The crime genre is often rebranded with new names. The popularity of “Nordic Noir” followed the success of The Girl With A Dragon Tattoo. Gone Girl and The Girl on the Train led to the “Unreliable Narrator” genre, which then led back to “Fair Play” mysteries. There are also genres inside genres, such as “Locked Room” and “Closed Circle.” The author is currently writing in the “fair-play” mystery genre, where all clues are visible to the reader, allowing them to solve the crime. Agatha Christie is a well-known example of a fair-play mystery writer. The key difference in a fair-play mystery is whether the author is fooling the reader or the characters.

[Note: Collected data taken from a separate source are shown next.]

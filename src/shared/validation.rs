use lazy_static::lazy_static;
use regex::Regex;

lazy_static! {
    /// Strict `"<number>, <number>"` pattern for free-text coordinate pairs.
    /// Anything looser (embedded in a sentence, missing comma, non-numeric
    /// parts) is treated as a plain location description.
    /// - Valid: "12.9716, 77.5946", "-33.86,151.21", " 10 , 20 "
    /// - Invalid: "near 12.9, 77.5 junction", "12.9716", "lat,lng"
    pub static ref COORDINATE_PAIR_REGEX: Regex =
        Regex::new(r"^\s*(-?\d+(?:\.\d+)?)\s*,\s*(-?\d+(?:\.\d+)?)\s*$").unwrap();
}

/// Parse a strict coordinate pair out of free text, if it is one.
pub fn parse_coordinate_pair(input: &str) -> Option<(f64, f64)> {
    let caps = COORDINATE_PAIR_REGEX.captures(input)?;
    let latitude = caps.get(1)?.as_str().parse().ok()?;
    let longitude = caps.get(2)?.as_str().parse().ok()?;
    Some((latitude, longitude))
}

#[cfg(test)]
mod tests {
    use super::*;

    #[test]
    fn parses_plain_pairs() {
        assert_eq!(
            parse_coordinate_pair("12.9716, 77.5946"),
            Some((12.9716, 77.5946))
        );
        assert_eq!(
            parse_coordinate_pair("-33.86,151.21"),
            Some((-33.86, 151.21))
        );
        assert_eq!(parse_coordinate_pair(" 10 , 20 "), Some((10.0, 20.0)));
    }

    #[test]
    fn rejects_free_text() {
        assert_eq!(parse_coordinate_pair("MG Road, Bengaluru"), None);
        assert_eq!(parse_coordinate_pair("near 12.9, 77.5 junction"), None);
        assert_eq!(parse_coordinate_pair("12.9716"), None);
        assert_eq!(parse_coordinate_pair(""), None);
    }
}
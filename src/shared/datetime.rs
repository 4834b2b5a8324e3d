use chrono::{DateTime, FixedOffset, Utc};

/// IST is a fixed UTC+5:30 offset; the wire format is pinned to it
/// regardless of the caller's timezone.
const IST_OFFSET_SECS: i32 = 5 * 3600 + 30 * 60;

fn ist_offset() -> FixedOffset {
    FixedOffset::east_opt(IST_OFFSET_SECS).expect("valid IST offset")
}

/// Format a UTC instant as `DD-MM-YYYY HH:MM:SS AM/PM` in IST.
pub fn format_ist(instant: DateTime<Utc>) -> String {
    instant
        .with_timezone(&ist_offset())
        .format("%d-%m-%Y %I:%M:%S %p")
        .to_string()
}

#[cfg(test)]
mod tests {
    use super::*;
    use chrono::TimeZone;

    #[test]
    fn formats_with_ist_offset_and_meridiem() {
        let instant = Utc.with_ymd_and_hms(2024, 1, 15, 10, 0, 0).unwrap();
        // 10:00 UTC is 15:30 IST
        assert_eq!(format_ist(instant), "15-01-2024 03:30:00 PM");
    }

    #[test]
    fn crosses_date_boundary_eastward() {
        let instant = Utc.with_ymd_and_hms(2024, 3, 31, 20, 45, 0).unwrap();
        // 20:45 UTC is 02:15 IST the next day
        assert_eq!(format_ist(instant), "01-04-2024 02:15:00 AM");
    }

    #[test]
    fn morning_hours_use_am() {
        let instant = Utc.with_ymd_and_hms(2024, 6, 1, 1, 0, 30).unwrap();
        assert_eq!(format_ist(instant), "01-06-2024 06:30:30 AM");
    }
}
#[cfg(test)]
use crate::features::auth::model::AuthenticatedUser;

#[cfg(test)]
use axum::{extract::Request, middleware::Next, response::Response, Router};

#[cfg(test)]
pub fn create_admin_user() -> AuthenticatedUser {
    AuthenticatedUser {
        id: 1,
        username: "admin".to_string(),
        role: "admin".to_string(),
    }
}

#[cfg(test)]
pub fn create_citizen_user() -> AuthenticatedUser {
    AuthenticatedUser {
        id: 2,
        username: "citizen".to_string(),
        role: "user".to_string(),
    }
}

#[cfg(test)]
async fn inject_admin_middleware(mut request: Request, next: Next) -> Response {
    request.extensions_mut().insert(create_admin_user());
    next.run(request).await
}

#[cfg(test)]
async fn inject_citizen_middleware(mut request: Request, next: Next) -> Response {
    request.extensions_mut().insert(create_citizen_user());
    next.run(request).await
}

#[cfg(test)]
pub fn with_admin_auth(router: Router) -> Router {
    router.layer(axum::middleware::from_fn(inject_admin_middleware))
}

#[cfg(test)]
pub fn with_citizen_auth(router: Router) -> Router {
    router.layer(axum::middleware::from_fn(inject_citizen_middleware))
}

/// In-memory database with migrations applied. A single connection keeps
/// every query on the same in-memory instance.
#[cfg(test)]
pub async fn test_pool() -> sqlx::SqlitePool {
    let pool = sqlx::sqlite::SqlitePoolOptions::new()
        .max_connections(1)
        .connect("sqlite::memory:")
        .await
        .expect("in-memory database");
    sqlx::migrate!("./migrations")
        .run(&pool)
        .await
        .expect("migrations");
    pool
}
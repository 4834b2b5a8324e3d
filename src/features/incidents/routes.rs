use axum::{
    routing::{get, patch, post},
    Router,
};

use crate::features::incidents::handlers::{self, IncidentsState};

/// Ingestion and read endpoints (no auth required)
pub fn public_routes(state: IncidentsState) -> Router {
    Router::new()
        .route(
            "/api/incidents",
            post(handlers::submit_incident).get(handlers::list_incidents),
        )
        .route("/api/incidents/nearby", get(handlers::nearby_incidents))
        .route("/api/incidents/{id}", get(handlers::get_incident))
        .route(
            "/api/incidents/{id}/location",
            get(handlers::get_incident_location),
        )
        .route(
            "/api/users/{user_id}/incidents",
            get(handlers::list_user_incidents),
        )
        .route("/api/location/convert", post(handlers::convert_location))
        .with_state(state)
}

/// Endpoints that require an authenticated caller
pub fn protected_routes(state: IncidentsState) -> Router {
    Router::new()
        .route(
            "/api/incidents/role-based",
            get(handlers::role_based_incidents),
        )
        .route(
            "/api/incidents/{id}/status",
            patch(handlers::update_incident_status),
        )
        .with_state(state)
}
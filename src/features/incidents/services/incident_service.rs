use sqlx::{QueryBuilder, Sqlite, SqlitePool};

use crate::core::error::{AppError, Result};
use crate::features::incidents::models::{
    Incident, IncidentCategory, IncidentStatus, NewIncident,
};

/// Optional admin-side listing filters; unset fields do not constrain
#[derive(Debug, Default)]
pub struct IncidentFilters {
    pub status: Option<IncidentStatus>,
    pub category: Option<IncidentCategory>,
    pub department: Option<String>,
    pub user_id: Option<String>,
    pub state: Option<String>,
    pub taluk: Option<String>,
}

/// Persistence layer for incidents
pub struct IncidentService {
    pool: SqlitePool,
}

impl IncidentService {
    pub fn new(pool: SqlitePool) -> Self {
        Self { pool }
    }

    pub async fn create(&self, new: NewIncident) -> Result<Incident> {
        let result = sqlx::query(
            r#"
            INSERT INTO incidents (
                title, description, category, location, latitude, longitude,
                image_url, user_id, status, place_name, full_address,
                nearest_landmark, area, city, taluk, district, state, pincode,
                country, maps_link, photo_analysis
            )
            VALUES (?, ?, ?, ?, ?, ?, ?, ?, 'Reported', ?, ?, ?, ?, ?, ?, ?, ?, ?, ?, ?, ?)
            "#,
        )
        .bind(&new.title)
        .bind(&new.description)
        .bind(new.category.to_string())
        .bind(&new.location)
        .bind(new.latitude)
        .bind(new.longitude)
        .bind(&new.image_url)
        .bind(&new.user_id)
        .bind(&new.address.place_name)
        .bind(&new.address.full_address)
        .bind(&new.address.nearest_landmark)
        .bind(&new.address.area)
        .bind(&new.address.city)
        .bind(&new.address.taluk)
        .bind(&new.address.district)
        .bind(&new.address.state)
        .bind(&new.address.pincode)
        .bind(&new.address.country)
        .bind(&new.maps_link)
        .bind(&new.photo_analysis)
        .execute(&self.pool)
        .await?;

        self.get_by_id(result.last_insert_rowid()).await
    }

    pub async fn get_by_id(&self, id: i64) -> Result<Incident> {
        sqlx::query_as::<_, Incident>("SELECT * FROM incidents WHERE id = ?")
            .bind(id)
            .fetch_optional(&self.pool)
            .await?
            .ok_or_else(|| AppError::NotFound("Incident not found".to_string()))
    }

    pub async fn list(&self, filters: &IncidentFilters) -> Result<Vec<Incident>> {
        let mut query: QueryBuilder<Sqlite> =
            QueryBuilder::new("SELECT * FROM incidents WHERE 1=1");

        if let Some(status) = filters.status {
            query.push(" AND status = ").push_bind(status.to_string());
        }
        if let Some(category) = filters.category {
            query.push(" AND category = ").push_bind(category.to_string());
        }
        if let Some(department) = &filters.department {
            query.push(" AND department = ").push_bind(department.clone());
        }
        if let Some(user_id) = &filters.user_id {
            query.push(" AND user_id = ").push_bind(user_id.clone());
        }
        if let Some(state) = &filters.state {
            query.push(" AND state = ").push_bind(state.clone());
        }
        if let Some(taluk) = &filters.taluk {
            query.push(" AND taluk = ").push_bind(taluk.clone());
        }
        query.push(" ORDER BY created_at DESC, id DESC");

        Ok(query
            .build_query_as::<Incident>()
            .fetch_all(&self.pool)
            .await?)
    }

    pub async fn list_by_user(&self, user_id: &str) -> Result<Vec<Incident>> {
        Ok(sqlx::query_as::<_, Incident>(
            "SELECT * FROM incidents WHERE user_id = ? ORDER BY created_at DESC, id DESC",
        )
        .bind(user_id)
        .fetch_all(&self.pool)
        .await?)
    }

    /// Candidates for the nearby query: unresolved incidents with a fix
    pub async fn list_active_with_coordinates(&self) -> Result<Vec<Incident>> {
        Ok(sqlx::query_as::<_, Incident>(
            r#"
            SELECT * FROM incidents
            WHERE latitude IS NOT NULL AND longitude IS NOT NULL
              AND status != 'Resolved'
            "#,
        )
        .fetch_all(&self.pool)
        .await?)
    }

    pub async fn update_status(
        &self,
        id: i64,
        status: IncidentStatus,
        department: Option<String>,
    ) -> Result<Incident> {
        let result = sqlx::query(
            r#"
            UPDATE incidents
            SET status = ?, department = ?, updated_at = datetime('now')
            WHERE id = ?
            "#,
        )
        .bind(status.to_string())
        .bind(&department)
        .bind(id)
        .execute(&self.pool)
        .await?;

        if result.rows_affected() == 0 {
            return Err(AppError::NotFound("Incident not found".to_string()));
        }
        self.get_by_id(id).await
    }
}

  • The crime genre gets a rebrand, a makeover and a fancy new nametag to go with it.
  • Nowadays, labelling a book in a bookstore is like building a Tinder profile and listing all your features: “6ft open-door vampire romance seeks blue-eyed no-gore psych-thriller.”
  • Right now, I’m writing in what is called “fair-play” mysteries. That is, a murder mystery where all of the clues are laid out fairly and in plain sight for the reader.
📚 BookAddict’s Take: If you enjoy solving mysteries alongside the detective, fair-play mysteries might be your next favorite genre.